+++ Input records
use std::path::{Path, PathBuf};

use image::DynamicImage;

#[derive(Debug, thiserror::Error)]
pub enum FrameError {
    #[error("failed to decode {path:?}")]
    Decode {
        path: PathBuf,
        #[source]
        source: image::ImageError,
    },
    #[error("frame has no samples")]
    Empty,
    #[error("{len} samples do not fit a {height}x{width}x{channels} frame")]
    Shape {
        len: usize,
        height: usize,
        width: usize,
        channels: usize,
    },
    #[error("{0} channel(s) cannot be converted to grayscale, expected 1, 3 or 4")]
    Channels(usize),
}
type Result<T> = std::result::Result<T, FrameError>;

/// Decoded image samples
///
/// Samples are stored row-major with the channels last, i.e. the sample of
/// channel `k` at (`row`,`column`) is at `(row * width + column) * channels + k`.
/// The sample values are the raw pixel values of the file (0-255 for 8 bits images).
#[derive(Debug, Clone, PartialEq)]
pub struct Frame {
    height: usize,
    width: usize,
    channels: usize,
    samples: Vec<f64>,
}
impl Frame {
    /// Creates a new frame from channel-last samples
    pub fn new(height: usize, width: usize, channels: usize, samples: Vec<f64>) -> Result<Self> {
        if samples.len() != height * width * channels {
            return Err(FrameError::Shape {
                len: samples.len(),
                height,
                width,
                channels,
            });
        }
        Ok(Self {
            height,
            width,
            channels,
            samples,
        })
    }
    /// Creates a single channel frame
    pub fn gray(height: usize, width: usize, samples: Vec<f64>) -> Result<Self> {
        Self::new(height, width, 1, samples)
    }
    pub fn height(&self) -> usize {
        self.height
    }
    pub fn width(&self) -> usize {
        self.width
    }
    pub fn channels(&self) -> usize {
        self.channels
    }
    pub fn samples(&self) -> &[f64] {
        &self.samples
    }
    pub fn is_empty(&self) -> bool {
        self.samples.is_empty()
    }
    /// Returns the samples of the pixel at (`row`,`column`)
    pub fn pixel(&self, row: usize, column: usize) -> &[f64] {
        let i = (row * self.width + column) * self.channels;
        &self.samples[i..i + self.channels]
    }
}

fn widen<T: Copy + Into<f64>>(raw: Vec<T>) -> Vec<f64> {
    raw.into_iter().map(Into::into).collect()
}

impl From<DynamicImage> for Frame {
    fn from(image: DynamicImage) -> Self {
        let (width, height) = (image.width() as usize, image.height() as usize);
        let (channels, samples) = match image {
            DynamicImage::ImageLuma8(buffer) => (1, widen(buffer.into_raw())),
            DynamicImage::ImageLumaA8(buffer) => (2, widen(buffer.into_raw())),
            DynamicImage::ImageRgb8(buffer) => (3, widen(buffer.into_raw())),
            DynamicImage::ImageRgba8(buffer) => (4, widen(buffer.into_raw())),
            DynamicImage::ImageLuma16(buffer) => (1, widen(buffer.into_raw())),
            DynamicImage::ImageLumaA16(buffer) => (2, widen(buffer.into_raw())),
            DynamicImage::ImageRgb16(buffer) => (3, widen(buffer.into_raw())),
            DynamicImage::ImageRgba16(buffer) => (4, widen(buffer.into_raw())),
            DynamicImage::ImageRgb32F(buffer) => (3, widen(buffer.into_raw())),
            DynamicImage::ImageRgba32F(buffer) => (4, widen(buffer.into_raw())),
            other => (4, widen(other.into_rgba16().into_raw())),
        };
        Self {
            height,
            width,
            channels,
            samples,
        }
    }
}

/// Image decoding interface
pub trait FrameLoader {
    fn load(&self, path: &Path) -> Result<Frame>;
}
impl<F> FrameLoader for F
where
    F: Fn(&Path) -> Result<Frame>,
{
    fn load(&self, path: &Path) -> Result<Frame> {
        self(path)
    }
}

/// Decodes image files with the `image` crate
#[derive(Debug, Default, Clone, Copy)]
pub struct ImageFileLoader;
impl FrameLoader for ImageFileLoader {
    fn load(&self, path: &Path) -> Result<Frame> {
        let image = image::open(path).map_err(|source| FrameError::Decode {
            path: path.to_path_buf(),
            source,
        })?;
        let frame = Frame::from(image);
        if frame.is_empty() {
            return Err(FrameError::Empty);
        }
        Ok(frame)
    }
}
++++++
Exercise: Which lines of the data contain the word "pixel"? Copy each one.

Expected answer:
/// The sample values are the raw pixel values of the file (0-255 for 8 bits images).
    /// Returns the samples of the pixel at (`row`,`column`)
    pub fn pixel(&self, row: usize, column: usize) -> &[f64] {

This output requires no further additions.